- _GOAL OF THE EXERCISE_: Print nothing but the lines below starting at the line that holds "has been shared" and ending at the line that holds "structured logging support", including both, each exactly as written.

Segment Start: EXERCISE MATERIAL

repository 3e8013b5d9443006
//! HTTP mapping for [`ShareError`].

use axum::http::StatusCode;
use axum::response::{IntoResponse, Response};
use axum::Json;
use serde_json::json;
use tracing::{error, warn};

use crate::error::ShareError;

/// Error returned by JSON handlers.
#[derive(Debug)]
pub enum ApiError {
    Share(ShareError),
    /// A like toggle for the same (media, user) is still pending.
    Busy,
    /// Malformed request that never reached the domain layer.
    BadRequest(String),
}

impl From<ShareError> for ApiError {
    fn from(err: ShareError) -> Self {
        Self::Share(err)
    }
}

/// Status code for a domain error.
#[must_use]
pub const fn status_for(err: &ShareError) -> StatusCode {
    match err {
        ShareError::Validation(_) => StatusCode::UNPROCESSABLE_ENTITY,
        ShareError::NotFound(_) => StatusCode::NOT_FOUND,
        ShareError::Unauthorized => StatusCode::UNAUTHORIZED,
        ShareError::Connectivity(_) => StatusCode::SERVICE_UNAVAILABLE,
        ShareError::Write(_) | ShareError::Query(_) => StatusCode::INTERNAL_SERVER_ERROR,
    }
}

/// Log a domain error at a level matching its severity.
pub fn log_share_error(err: &ShareError) {
    match err {
        ShareError::Connectivity(_) | ShareError::Write(_) | ShareError::Query(_) => {
            error!("{err}");
        }
        ShareError::Validation(_) | ShareError::NotFound(_) | ShareError::Unauthorized => {
            warn!("{err}");
        }
    }
}

impl IntoResponse for ApiError {
    fn into_response(self) -> Response {
        let (status, message) = match self {
            Self::Share(err) => {
                log_share_error(&err);
                (status_for(&err), err.user_message())
            }
            Self::Busy => (
                StatusCode::CONFLICT,
                "Still saving your last change. Please wait a moment.".to_string(),
            ),
            Self::BadRequest(message) => (StatusCode::BAD_REQUEST, message),
        };

        (status, Json(json!({ "error": message }))).into_response()
    }
}
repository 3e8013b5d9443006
use std::time::Duration;

use anyhow::anyhow;
use async_trait::async_trait;
use tracing::debug;

use super::{validate_new_media, LikeDelta, MediaRepository};
use crate::db::{self, now_timestamp, Comment, Database, MediaItem, NewComment, NewMedia};
use crate::error::{with_deadline, Access, ShareError, ShareResult};
use crate::feed::SortKey;
use crate::likes::LikeKey;

/// Media repository backed by the SQLite database.
#[derive(Debug, Clone)]
pub struct SqliteRepository {
    db: Database,
    timeout: Duration,
    feed_limit: i64,
}

impl SqliteRepository {
    #[must_use]
    pub const fn new(db: Database, timeout: Duration, feed_limit: i64) -> Self {
        Self {
            db,
            timeout,
            feed_limit,
        }
    }

    #[must_use]
    pub const fn database(&self) -> &Database {
        &self.db
    }
}

#[async_trait]
impl MediaRepository for SqliteRepository {
    async fn list_media(&self, sort: SortKey) -> ShareResult<Vec<MediaItem>> {
        with_deadline(
            self.timeout,
            Access::Read,
            db::list_media(self.db.pool(), sort, self.feed_limit),
        )
        .await
    }

    async fn get_media(&self, id: &str) -> ShareResult<Option<MediaItem>> {
        with_deadline(self.timeout, Access::Read, db::get_media(self.db.pool(), id)).await
    }

    async fn create_media(&self, new_media: &NewMedia) -> ShareResult<MediaItem> {
        let new_media = validate_new_media(new_media)?;
        let id = uuid::Uuid::new_v4().to_string();
        let created_at = now_timestamp();
        let pool = self.db.pool();

        with_deadline(self.timeout, Access::Write, async {
            db::insert_media(pool, &id, &new_media, &created_at).await?;
            db::get_media(pool, &id)
                .await?
                .ok_or_else(|| anyhow!("Media item {id} vanished after insert"))
        })
        .await
    }

    async fn update_like_count(&self, media_id: &str, delta: LikeDelta) -> ShareResult<i64> {
        let pool = self.db.pool();
        let updated = with_deadline(self.timeout, Access::Write, async {
            let Some(current) = db::get_like_count(pool, media_id).await? else {
                return Ok(None);
            };
            let next = delta.apply(current);
            db::set_like_count(pool, media_id, next).await?;
            Ok::<_, anyhow::Error>(Some(next))
        })
        .await?;

        debug!(media_id, delta = delta.as_i64(), likes = ?updated, "Updated like count");
        updated.ok_or_else(|| ShareError::NotFound(format!("media {media_id}")))
    }

    async fn record_view(&self, media_id: &str) -> ShareResult<i64> {
        with_deadline(
            self.timeout,
            Access::Write,
            db::increment_views(self.db.pool(), media_id),
        )
        .await?
        .ok_or_else(|| ShareError::NotFound(format!("media {media_id}")))
    }

    async fn has_like(&self, key: &LikeKey) -> ShareResult<bool> {
        with_deadline(self.timeout, Access::Read, db::like_exists(self.db.pool(), key)).await
    }

    async fn insert_like(&self, key: &LikeKey) -> ShareResult<bool> {
        with_deadline(self.timeout, Access::Write, db::insert_like(self.db.pool(), key)).await
    }

    async fn delete_like(&self, key: &LikeKey) -> ShareResult<bool> {
        with_deadline(self.timeout, Access::Write, db::delete_like(self.db.pool(), key)).await
    }

    async fn list_comments(&self, media_id: &str) -> ShareResult<Vec<Comment>> {
        with_deadline(
            self.timeout,
            Access::Read,
            db::list_comments(self.db.pool(), media_id),
        )
        .await
    }

    async fn insert_comment(&self, new_comment: &NewComment) -> ShareResult<Comment> {
        let comment = Comment {
            id: uuid::Uuid::new_v4().to_string(),
            media_id: new_comment.media_id.clone(),
            author_id: new_comment.author_id.clone(),
            author_name: new_comment.author_name.clone(),
            content: new_comment.content.clone(),
            created_at: now_timestamp(),
        };

        with_deadline(
            self.timeout,
            Access::Write,
            db::insert_comment(self.db.pool(), &comment.id, new_comment, &comment.created_at),
        )
        .await?;

        Ok(comment)
    }
}
//! Form components: feed search, upload and comment forms.

use maud::{html, Markup, Render};

use crate::feed::SortKey;

/// Search box plus sort selector for the feed.
///
/// Submits with GET so the current view is bookmarkable.
#[derive(Debug, Clone)]
pub struct SearchForm<'a> {
    pub query: &'a str,
    pub sort: SortKey,
}

impl<'a> SearchForm<'a> {
    #[must_use]
    pub const fn new(query: &'a str, sort: SortKey) -> Self {
        Self { query, sort }
    }
}

impl Render for SearchForm<'_> {
    fn render(&self) -> Markup {
        html! {
            form method="get" action="/" class="search-form" role="search" {
                input type="search" name="q" value=(self.query)
                    placeholder="Search titles, descriptions and authors"
                    aria-label="Search";
                select name="sort" aria-label="Sort by" {
                    @for key in SortKey::ALL {
                        option value=(key.as_str()) selected[key == self.sort] { (key.label()) }
                    }
                }
                button type="submit" { "Apply" }
            }
        }
    }
}

/// Multipart upload form.
#[derive(Debug, Clone, Default)]
pub struct UploadForm<'a> {
    pub title: &'a str,
    pub description: &'a str,
    pub max_size_label: &'a str,
}

impl<'a> UploadForm<'a> {
    #[must_use]
    pub const fn new(max_size_label: &'a str) -> Self {
        Self {
            title: "",
            description: "",
            max_size_label,
        }
    }

    /// Keep what the user typed when the form is shown again after an error.
    #[must_use]
    pub const fn with_values(mut self, title: &'a str, description: &'a str) -> Self {
        self.title = title;
        self.description = description;
        self
    }
}

impl Render for UploadForm<'_> {
    fn render(&self) -> Markup {
        html! {
            form method="post" action="/upload" enctype="multipart/form-data" class="upload-form" {
                label for="title" { "Title" }
                input type="text" id="title" name="title" value=(self.title) required;

                label for="description" { "Description" }
                textarea id="description" name="description" rows="3" { (self.description) }

                label for="file" { "Picture" }
                input type="file" id="file" name="file" accept="image/jpeg,image/png,image/gif,image/webp" required;
                small { "Images only, up to " (self.max_size_label) "." }

                button type="submit" { "Upload" }
            }
        }
    }
}

/// Comment form on the media detail page.
#[derive(Debug, Clone)]
pub struct CommentForm<'a> {
    pub media_id: &'a str,
}

impl<'a> CommentForm<'a> {
    #[must_use]
    pub const fn new(media_id: &'a str) -> Self {
        Self { media_id }
    }
}

impl Render for CommentForm<'_> {
    fn render(&self) -> Markup {
        html! {
            form method="post" action=(format!("/media/{}/comments", self.media_id)) class="comment-form" {
                textarea name="content" rows="2" placeholder="Add a comment" required {}
                button type="submit" { "Post" }
            }
        }
    }
}
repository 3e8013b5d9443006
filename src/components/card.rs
//! Card components for displaying media in the feed.

use maud::{html, Markup, Render};

use crate::db::MediaItem;
use crate::feed::EmptyReason;

/// A media card: thumbnail, title, author and like count.
///
/// # Example
///
/// ```ignore
/// use crate::components::card::MediaCard;
///
/// let card = MediaCard::new(&item);
/// ```
#[derive(Debug, Clone)]
pub struct MediaCard<'a> {
    pub item: &'a MediaItem,
}

impl<'a> MediaCard<'a> {
    #[must_use]
    pub const fn new(item: &'a MediaItem) -> Self {
        Self { item }
    }
}

impl Render for MediaCard<'_> {
    fn render(&self) -> Markup {
        let item = self.item;
        let href = format!("/media/{}", item.id);

        html! {
            article class="media-card" {
                a href=(href) {
                    img src=(item.image_url) alt=(item.title) loading="lazy";
                }
                h3 { a href=(href) { (item.title) } }
                @if let Some(description) = &item.description {
                    p class="description" { (description) }
                }
                p class="meta" {
                    span class="author" { "by " (item.author_name) }
                    " · "
                    span class="likes" { (item.likes) " " (plural(item.likes, "like", "likes")) }
                    @if let Some(views) = item.views {
                        " · "
                        span class="views" { (views) " " (plural(views, "view", "views")) }
                    }
                }
            }
        }
    }
}

/// A grid container for media cards.
#[derive(Debug, Clone)]
pub struct MediaGrid<'a> {
    pub items: &'a [&'a MediaItem],
}

impl<'a> MediaGrid<'a> {
    #[must_use]
    pub const fn new(items: &'a [&'a MediaItem]) -> Self {
        Self { items }
    }
}

impl Render for MediaGrid<'_> {
    fn render(&self) -> Markup {
        html! {
            div class="media-grid" {
                @for item in self.items {
                    (MediaCard::new(item))
                }
            }
        }
    }
}

/// Shown instead of the grid when there is nothing to display.
#[derive(Debug, Clone)]
pub struct EmptyState<'a> {
    pub reason: EmptyReason,
    pub query: &'a str,
}

impl<'a> EmptyState<'a> {
    #[must_use]
    pub const fn new(reason: EmptyReason, query: &'a str) -> Self {
        Self { reason, query }
    }
}

impl Render for EmptyState<'_> {
    fn render(&self) -> Markup {
        html! {
            div class="empty-state" {
                @match self.reason {
                    EmptyReason::NoData => {
                        p { "Nothing has been shared yet." }
                        a href="/upload" role="button" { "Upload the first picture" }
                    }
                    EmptyReason::NoMatch => {
                        p { "No results for \u{201c}" (self.query.trim()) "\u{201d}." }
                        a href="/" { "Clear search" }
                    }
                }
            }
        }
    }
}

pub(crate) fn plural<'s>(n: i64, one: &'s str, many: &'s str) -> &'s str {
    if n == 1 {
        one
    } else {
        many
    }
}
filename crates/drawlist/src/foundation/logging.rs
//! Logging utilities and structured logging support

pub use log::{debug, error, info, trace, warn};

/// Initialize the logging system
pub fn init() {
    env_logger::init();
}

Segment End: EXERCISE MATERIAL

- _EXERCISE SOLUTION_:
                        p { "Nothing has been shared yet." }
                        a href="/upload" role="button" { "Upload the first picture" }
                    }
                    EmptyReason::NoMatch => {
                        p { "No results for \u{201c}" (self.query.trim()) "\u{201d}." }
                        a href="/" { "Clear search" }
                    }
                }
            }
        }
    }
}

pub(crate) fn plural<'s>(n: i64, one: &'s str, many: &'s str) -> &'s str {
    if n == 1 {
        one
    } else {
        many
    }
}
filename crates/drawlist/src/foundation/logging.rs
//! Logging utilities and structured logging support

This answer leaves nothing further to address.